シャープ Smart Appliances & Solution 事業本部 要素技術開発部 課長 公文 ゆい さん

ラッコの手をヘアブラシに再現

自然界の動植物の構造や行動を手本に製品を作る「生体模倣」。その着想の面白さから話題を集めることも多いが、取り組みの多くが一過性で終わってしまう印象もある。シャープは2008年に「ネイチャーテクノロジー」と銘打って取り組み始めて以降、15年以上にわたって20種以上の動植物の形態を製品に取り込んできた。
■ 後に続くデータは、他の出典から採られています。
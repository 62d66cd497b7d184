use crate::cli::SourceArgs;
use crate::support::{
    build_options_or_exit, exit_on_errors, print_diagnostics, print_json, runtime_or_exit,
};
use insight_program::resolve_program_with_summary;
use std::process;

pub struct Args {
    pub program: String,
    pub source: SourceArgs,
    pub include_packages: bool,
    pub strict_packages: bool,
    pub debug: bool,
    pub json: bool,
    pub deny_errors: bool,
}

pub fn run(args: Args) {
    let mut options = build_options_or_exit(&args.source);
    if args.include_packages {
        options.include_packages = true;
    }
    if args.strict_packages {
        options.optional_packages = false;
    }
    if args.debug {
        options.debug = true;
    }

    let runtime = runtime_or_exit();
    let (program, summary) = runtime
        .block_on(resolve_program_with_summary(&args.program, &options))
        .unwrap_or_else(|e| {
            eprintln!("error: {e}");
            process::exit(1);
        });

    if args.json {
        print_json(&program);
    } else {
        println!("program-insight parse");
        println!("  program: {}", program.dirpath);
        println!("  id: {}", program.id);
        let sources: Vec<&str> = program.raw.keys().map(String::as_str).collect();
        if sources.is_empty() {
            println!("  sources: (none)");
        } else {
            println!("  sources: {}", sources.join(", "));
        }
        if let Some(boot) = program.combined.boot_package() {
            println!("  boot package: {boot}");
        }
        println!(
            "  packages: {} (parsed {}, aliased {}, missing {})",
            program.combined.packages.len(),
            summary.parsed,
            summary.aliased,
            summary.missing
        );
        for (reference, package) in &program.combined.packages {
            println!(
                "    - {reference} (warnings {}, errors {})",
                package.warnings.len(),
                package.errors.len()
            );
        }
        print_diagnostics("  ", &program.warnings, &program.errors);
    }

    exit_on_errors(args.deny_errors, program.has_errors_anywhere());
}
//! # insight-rules
//!
//! Field-copy primitives shared by descriptor normalizers.
//!
//! A normalizer is a table of [`Rule`] records interpreted by one
//! [`Normalizer`]. Each rule names a raw key, a target location inside the
//! normalized object and a [`RuleKind`] deciding when and how the value is
//! copied. Every raw key a rule touches is recorded as consumed; whatever is
//! left over is reported as ignored.
//!
//! ## Data flow
//!
//! ```text
//! raw JSON object
//!     │  Normalizer::apply(rule) for each rule, in table order
//! normalized object + copied set
//!     │  Normalizer::finish
//! Normalized { normalized, copied, diagnostics }
//! ```
//!
//! Descriptors from several sources are later combined with [`deep_merge`].

pub mod diagnostic;
pub mod error;
pub mod merge;
pub mod normalizer;
pub mod rule;
pub mod target;

pub use diagnostic::{Diagnostics, Failure, Warning};
pub use error::{RuleError, value_kind};
pub use merge::deep_merge;
pub use normalizer::{NORMALIZE_STAGE, Normalized, Normalizer, normalize_with};
pub use rule::{Literal, Rule, RuleContext, RuleKind, Transform};
pub use target::{MAX_TARGET_DEPTH, TargetPath};
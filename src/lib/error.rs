use std::fmt;

pub const DUPLICATE_DATABASE: &str = "42P04";
pub const INVALID_CATALOG_NAME: &str = "3D000";
pub const UNIQUE_VIOLATION: &str = "23505";
pub const DROP_DATABASE_IN_USE: &str = "55006";

/// Stable classification of the failures a create or drop can hit.
#[derive(Debug, Clone, Copy, PartialEq, Eq)]
pub enum ErrorKind {
    DuplicateDatabase,
    InvalidCatalogName,
    UniqueViolation,
    DropDatabaseInUse,
    Unexpected,
}

// SQLSTATE reference: https://www.postgresql.org/docs/current/errcodes-appendix.html
const ERROR_PROTOCOL: &[(&str, ErrorKind, &str)] = &[
    (
        DUPLICATE_DATABASE,
        ErrorKind::DuplicateDatabase,
        "Database already exist.",
    ),
    (
        INVALID_CATALOG_NAME,
        ErrorKind::InvalidCatalogName,
        "Database does not exist.",
    ),
    (
        UNIQUE_VIOLATION,
        ErrorKind::UniqueViolation,
        "Attempt to create multiple databases concurrently.",
    ),
    (
        DROP_DATABASE_IN_USE,
        ErrorKind::DropDatabaseInUse,
        "Cannot delete a database that is being accessed by other users.",
    ),
];

/// Error reported back to callers, carrying the underlying SQLSTATE (or
/// `"unknown"` when the driver had none to report).
#[derive(Debug, Clone, PartialEq, Eq)]
pub struct DbError {
    pub kind: ErrorKind,
    pub code: String,
    pub message: String,
}

impl DbError {
    /// Translate a raw SQLSTATE into a `DbError`. Codes outside the table
    /// keep the underlying message and map to `Unexpected`. Total: every
    /// input produces a `DbError`.
    pub fn from_code(code: Option<&str>, fallback_message: &str) -> DbError {
        let known = code.and_then(|c| ERROR_PROTOCOL.iter().find(|(known, ..)| *known == c));

        match known {
            Some((code, kind, message)) => DbError {
                kind: *kind,
                code: (*code).to_string(),
                message: (*message).to_string(),
            },
            None => DbError {
                kind: ErrorKind::Unexpected,
                code: code.unwrap_or("unknown").to_string(),
                message: fallback_message.to_string(),
            },
        }
    }

    /// Translate a driver error. Server-reported errors carry a SQLSTATE;
    /// anything else (I/O, protocol, pool) has none and maps to `Unexpected`.
    pub fn from_sqlx(err: sqlx::Error) -> DbError {
        match &err {
            sqlx::Error::Database(db_err) => {
                let code = db_err.code().map(|c| c.to_string());
                DbError::from_code(code.as_deref(), db_err.message())
            }
            other => DbError::from_code(None, &other.to_string()),
        }
    }

    /// Business-rule failure raised by the create path without a server
    /// round-trip. Same code and message the translator would produce.
    pub fn database_already_exists() -> DbError {
        DbError::from_code(Some(DUPLICATE_DATABASE), "")
    }

    /// Business-rule failure raised by the drop path without a server
    /// round-trip.
    pub fn database_does_not_exist() -> DbError {
        DbError::from_code(Some(INVALID_CATALOG_NAME), "")
    }
}

impl fmt::Display for DbError {
    fn fmt(&self, f: &mut fmt::Formatter<'_>) -> fmt::Result {
        write!(f, "{} ({})", self.message, self.code)
    }
}

impl std::error::Error for DbError {}

#[cfg(test)]
mod tests {
    use super::*;

    #[test]
    fn test_from_code_maps_every_table_entry() {
        let cases = [
            ("42P04", ErrorKind::DuplicateDatabase, "Database already exist."),
            ("3D000", ErrorKind::InvalidCatalogName, "Database does not exist."),
            (
                "23505",
                ErrorKind::UniqueViolation,
                "Attempt to create multiple databases concurrently.",
            ),
            (
                "55006",
                ErrorKind::DropDatabaseInUse,
                "Cannot delete a database that is being accessed by other users.",
            ),
        ];

        for (code, kind, message) in cases {
            let err = DbError::from_code(Some(code), "ignored");
            assert_eq!(err.kind, kind);
            assert_eq!(err.code, code);
            assert_eq!(err.message, message);
        }
    }

    #[test]
    fn test_from_code_unknown_code_preserves_original() {
        let err = DbError::from_code(Some("42501"), "permission denied to create database");

        assert_eq!(err.kind, ErrorKind::Unexpected);
        assert_eq!(err.code, "42501");
        assert_eq!(err.message, "permission denied to create database");
    }

    #[test]
    fn test_from_code_absent_code_is_unknown() {
        let err = DbError::from_code(None, "connection refused");

        assert_eq!(err.kind, ErrorKind::Unexpected);
        assert_eq!(err.code, "unknown");
        assert_eq!(err.message, "connection refused");
    }

    #[test]
    fn test_from_sqlx_without_server_error() {
        let err = DbError::from_sqlx(sqlx::Error::RowNotFound);

        assert_eq!(err.kind, ErrorKind::Unexpected);
        assert_eq!(err.code, "unknown");
        assert!(!err.message.is_empty());
    }

    #[test]
    fn test_direct_constructors_match_table() {
        let exists = DbError::database_already_exists();
        assert_eq!(exists.kind, ErrorKind::DuplicateDatabase);
        assert_eq!(exists.code, "42P04");
        assert_eq!(exists.message, "Database already exist.");

        let missing = DbError::database_does_not_exist();
        assert_eq!(missing.kind, ErrorKind::InvalidCatalogName);
        assert_eq!(missing.code, "3D000");
        assert_eq!(missing.message, "Database does not exist.");
    }

    #[test]
    fn test_display_includes_code() {
        let err = DbError::database_already_exists();
        assert_eq!(err.to_string(), "Database already exist. (42P04)");
    }
}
最新のラッコの手をヘアブラシに再現した取り組みやネイチャーテクノロジーで描く未来について、シャープSmart Appliances & Solutions事業本部要素技術開発部課長の公文ゆいさんに聞いた。

ネイチャーテクノロジーで理に適った開発を

シャープが1024日に発売するプラズマクラスターヘアブラシ「Smoome(スムーミー)」は、ブラシのピン形状に「ラッコの手」を模倣している。同社が2008年から取り組む「ネイチャーテクノロジー」(=生体模倣)の手法を活用し、ラッコの爪や手の平の形状を再現した。

「ネイチャーテクノロジーは『自然には、ムダや無理がない』との考えのもと、自然の摂理に倣った生き方をしている動植物の構造・行動などを手本に、製品に改善を加える手法です」(公文さん、以下同)

スムーミーの参考となったラッコは、地球一とも言われる約8億本もの体毛(人間の頭髪は約10万本)で北太平洋の極寒の海から身を守っている。睡眠と食事以外の時間をグルーミング(毛づくろい)に当てるのも、断熱層となる毛を綺麗に保ち空気を送り込むためだ。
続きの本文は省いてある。